Avant ce matin, mon souvenir le plus traumatisant était celui du jour où la marée haute m’a surprise au pied d’une falaise, à Wimereux, et m’a projetée contre les rochers ; je suis rentrée en sang mais surtout sous le choc. Aujourd’hui, je courais dans la forêt de Bord Louvier, j’avais eu la bonne idée d’attendre 8h pour partir parce que j’ai peur de l’obscurité des bois et forêts depuis que, l’été dernier, des chevreuils mâles très en colère m’ont chassée du bois de Givenchy en bondissant et aboyant autour de moi, juste avant l’aube.

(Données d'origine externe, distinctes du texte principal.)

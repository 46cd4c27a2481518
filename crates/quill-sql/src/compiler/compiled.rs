use crate::{Defaults, Form, Param};

use quill_core::stmt::Value;

/// A compiled UPDATE statement.
#[derive(Debug, Clone)]
pub struct Compiled {
    /// SQL text, without a trailing semicolon
    pub sql: String,

    /// Bind parameters in placeholder order
    pub params: Vec<Param>,

    /// The statement shape that was chosen for the dialect
    pub form: Form,

    /// Values generated by `onupdate` columns
    pub defaults: Defaults,
}

impl Compiled {
    /// Parameter values in placeholder order.
    pub fn values(&self) -> impl ExactSizeIterator<Item = &Value> + '_ {
        self.params.iter().map(|param| &param.value)
    }

    /// Parameter names in placeholder order.
    pub fn names(&self) -> impl ExactSizeIterator<Item = &str> + '_ {
        self.params.iter().map(|param| param.name.as_str())
    }

    /// Looks up a parameter by name.
    pub fn param(&self, name: &str) -> Option<&Value> {
        self.params
            .iter()
            .find(|param| param.name == name)
            .map(|param| &param.value)
    }
}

J’ai couru une heure et je reconnaissais que c’était une belle forêt, très vallonnée, mais j’étais déçue de ne pas avoir vu de chevreuil. Je me suis formulé très clairement que ça manquait d’animaux par ici. J’étais encore peu renseignée, je prenais les souilles pour des grosses flaques.
J’ai cherché sur mon GPS le moyen de regagner la sortie.
J’ai voulu voir ce qu’il y avait au bout du petit sentier qui part à gauche sur la photo ci-dessous, dont la seule vue me donne désormais des frissons et une vague nausée. Je pensais que c’était un moyen de couper pour rejoindre une route goudronnée qui me ramènerait à Léry, du moins le chemin partait dans la bonne direction.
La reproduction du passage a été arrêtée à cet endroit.